Problem:
Search the records for "Unknown". Report every line where it occurs.

Input material:
[Start of Attachment]

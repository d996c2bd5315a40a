use axum::extract::State;
use axum::http::StatusCode;
use axum::Extension;
use serde::Deserialize;
use serde::Serialize;

use super::ApiError;
use super::ApiJson;
use super::ApiSuccess;
use crate::domain::contact::models::Contact;
use crate::domain::contact::models::ContactFields;
use crate::domain::contact::ports::ContactServicePort;
use crate::inbound::http::middleware::CurrentUser;
use crate::inbound::http::router::AppState;

pub async fn create_contact(
    State(state): State<AppState>,
    Extension(CurrentUser(user)): Extension<CurrentUser>,
    ApiJson(body): ApiJson<ContactRequestBody>,
) -> Result<ApiSuccess<ContactData>, ApiError> {
    state
        .contact_service
        .create(&user, body.try_into_fields()?)
        .await
        .map_err(ApiError::from)
        .map(|ref contact| ApiSuccess::new(StatusCode::OK, contact.into()))
}

/// Contact fields as sent on create and update (raw JSON)
#[derive(Debug, Clone, PartialEq, Eq, Deserialize)]
#[serde(rename_all = "camelCase")]
pub struct ContactRequestBody {
    first_name: Option<String>,
    last_name: Option<String>,
    email: Option<String>,
    phone: Option<String>,
}

impl ContactRequestBody {
    pub fn try_into_fields(self) -> Result<ContactFields, ApiError> {
        Ok(ContactFields::new(
            self.first_name,
            self.last_name,
            self.email,
            self.phone,
        )?)
    }
}

#[derive(Debug, Clone, PartialEq, Eq, Serialize)]
#[serde(rename_all = "camelCase")]
pub struct ContactData {
    pub id: String,
    pub first_name: String,
    pub last_name: Option<String>,
    pub email: Option<String>,
    pub phone: Option<String>,
}

impl From<&Contact> for ContactData {
    fn from(contact: &Contact) -> Self {
        Self {
            id: contact.id.to_string(),
            first_name: contact.first_name.clone(),
            last_name: contact.last_name.clone(),
            email: contact.email.clone(),
            phone: contact.phone.clone(),
        }
    }
}
use async_trait::async_trait;
use sqlx::postgres::PgRow;
use sqlx::PgPool;
use sqlx::Row;

use crate::domain::address::errors::AddressError;
use crate::domain::address::models::Address;
use crate::domain::address::models::AddressId;
use crate::domain::address::ports::AddressRepository;
use crate::domain::contact::models::ContactId;
use crate::domain::user::models::Username;

pub struct PostgresAddressRepository {
    pool: PgPool,
}

impl PostgresAddressRepository {
    pub fn new(pool: PgPool) -> Self {
        Self { pool }
    }

    fn row_to_address(row: &PgRow) -> Result<Address, sqlx::Error> {
        let id: String = row.try_get("id")?;
        let contact_id: String = row.try_get("contact_id")?;

        Ok(Address {
            id: AddressId::from_string(id),
            contact_id: ContactId::from_string(contact_id),
            street: row.try_get("street")?,
            city: row.try_get("city")?,
            province: row.try_get("province")?,
            country: row.try_get("country")?,
            postal_code: row.try_get("postal_code")?,
        })
    }
}

#[async_trait]
impl AddressRepository for PostgresAddressRepository {
    async fn create(&self, owner: &Username, address: Address) -> Result<Address, AddressError> {
        let mut tx = self
            .pool
            .begin()
            .await
            .map_err(|e| AddressError::DatabaseError(e.to_string()))?;

        // Lock the parent so it cannot be deleted or reassigned before the insert.
        let parent = sqlx::query(
            r#"
            SELECT id
            FROM contacts
            WHERE id = $1 AND username = $2
            FOR UPDATE
            "#,
        )
        .bind(address.contact_id.as_str())
        .bind(owner.as_str())
        .fetch_optional(&mut *tx)
        .await
        .map_err(|e| AddressError::DatabaseError(e.to_string()))?;

        if parent.is_none() {
            return Err(AddressError::ContactNotFound(address.contact_id.to_string()));
        }

        sqlx::query(
            r#"
            INSERT INTO addresses (id, contact_id, street, city, province, country, postal_code)
            VALUES ($1, $2, $3, $4, $5, $6, $7)
            "#,
        )
        .bind(address.id.as_str())
        .bind(address.contact_id.as_str())
        .bind(&address.street)
        .bind(&address.city)
        .bind(&address.province)
        .bind(&address.country)
        .bind(&address.postal_code)
        .execute(&mut *tx)
        .await
        .map_err(|e| AddressError::DatabaseError(e.to_string()))?;

        tx.commit()
            .await
            .map_err(|e| AddressError::DatabaseError(e.to_string()))?;

        Ok(address)
    }

    async fn find_in_contact(
        &self,
        contact_id: &ContactId,
        id: &AddressId,
    ) -> Result<Option<Address>, AddressError> {
        let row = sqlx::query(
            r#"
            SELECT id, contact_id, street, city, province, country, postal_code
            FROM addresses
            WHERE id = $1 AND contact_id = $2
            "#,
        )
        .bind(id.as_str())
        .bind(contact_id.as_str())
        .fetch_optional(&self.pool)
        .await
        .map_err(|e| AddressError::DatabaseError(e.to_string()))?;

        row.as_ref()
            .map(Self::row_to_address)
            .transpose()
            .map_err(|e| AddressError::DatabaseError(e.to_string()))
    }

    async fn update(&self, address: Address) -> Result<Address, AddressError> {
        let result = sqlx::query(
            r#"
            UPDATE addresses
            SET street = $3, city = $4, province = $5, country = $6, postal_code = $7
            WHERE id = $1 AND contact_id = $2
            "#,
        )
        .bind(address.id.as_str())
        .bind(address.contact_id.as_str())
        .bind(&address.street)
        .bind(&address.city)
        .bind(&address.province)
        .bind(&address.country)
        .bind(&address.postal_code)
        .execute(&self.pool)
        .await
        .map_err(|e| AddressError::DatabaseError(e.to_string()))?;

        if result.rows_affected() == 0 {
            return Err(AddressError::NotFound(address.id.to_string()));
        }

        Ok(address)
    }

    async fn delete(&self, contact_id: &ContactId, id: &AddressId) -> Result<(), AddressError> {
        let result = sqlx::query(
            r#"
            DELETE FROM addresses
            WHERE id = $1 AND contact_id = $2
            "#,
        )
        .bind(id.as_str())
        .bind(contact_id.as_str())
        .execute(&self.pool)
        .await
        .map_err(|e| AddressError::DatabaseError(e.to_string()))?;

        if result.rows_affected() == 0 {
            return Err(AddressError::NotFound(id.to_string()));
        }

        Ok(())
    }

    async fn list_by_contact(&self, contact_id: &ContactId) -> Result<Vec<Address>, AddressError> {
        let rows = sqlx::query(
            r#"
            SELECT id, contact_id, street, city, province, country, postal_code
            FROM addresses
            WHERE contact_id = $1
            ORDER BY created_at, id
            "#,
        )
        .bind(contact_id.as_str())
        .fetch_all(&self.pool)
        .await
        .map_err(|e| AddressError::DatabaseError(e.to_string()))?;

        rows.iter()
            .map(Self::row_to_address)
            .collect::<Result<Vec<_>, _>>()
            .map_err(|e| AddressError::DatabaseError(e.to_string()))
    }
}
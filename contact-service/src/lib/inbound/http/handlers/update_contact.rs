use axum::extract::State;
use axum::http::StatusCode;
use axum::Extension;

use super::create_contact::ContactData;
use super::create_contact::ContactRequestBody;
use super::ApiError;
use super::ApiJson;
use super::ApiPath;
use super::ApiSuccess;
use crate::domain::contact::models::ContactId;
use crate::domain::contact::ports::ContactServicePort;
use crate::inbound::http::middleware::CurrentUser;
use crate::inbound::http::router::AppState;

pub async fn update_contact(
    State(state): State<AppState>,
    Extension(CurrentUser(user)): Extension<CurrentUser>,
    ApiPath(contact_id): ApiPath<String>,
    ApiJson(body): ApiJson<ContactRequestBody>,
) -> Result<ApiSuccess<ContactData>, ApiError> {
    let fields = body.try_into_fields()?;

    state
        .contact_service
        .update(&user, &ContactId::from_string(contact_id), fields)
        .await
        .map_err(ApiError::from)
        .map(|ref contact| ApiSuccess::new(StatusCode::OK, contact.into()))
}
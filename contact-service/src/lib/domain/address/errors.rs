use thiserror::Error;

use crate::domain::contact::errors::ContactError;
use crate::domain::validation::ValidationErrors;

/// Top-level error for address operations
#[derive(Debug, Clone, Error)]
pub enum AddressError {
    #[error("Invalid input: {0}")]
    InvalidInput(#[from] ValidationErrors),

    /// Parent contact absent or owned by another user
    #[error("Contact not found")]
    ContactNotFound(String),

    #[error("Address not found")]
    NotFound(String),

    #[error("Database error: {0}")]
    DatabaseError(String),

    #[error("Unknown error: {0}")]
    Unknown(String),
}

impl From<ContactError> for AddressError {
    fn from(err: ContactError) -> Self {
        match err {
            ContactError::InvalidInput(errors) => AddressError::InvalidInput(errors),
            ContactError::NotFound(id) => AddressError::ContactNotFound(id),
            ContactError::DatabaseError(msg) => AddressError::DatabaseError(msg),
            ContactError::Unknown(msg) => AddressError::Unknown(msg),
        }
    }
}

impl From<anyhow::Error> for AddressError {
    fn from(err: anyhow::Error) -> Self {
        AddressError::Unknown(err.to_string())
    }
}
use thiserror::Error;

/// Error type for session token configuration.
#[derive(Debug, Clone, Error, PartialEq, Eq)]
pub enum TokenError {
    #[error("Token lifetime must be positive, got {0} days")]
    InvalidLifetime(i64),
}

[End of Attachment]

Exercise result:
    #[error("Unknown error: {0}")]
    Unknown(String),
            ContactError::Unknown(msg) => AddressError::Unknown(msg),
        AddressError::Unknown(err.to_string())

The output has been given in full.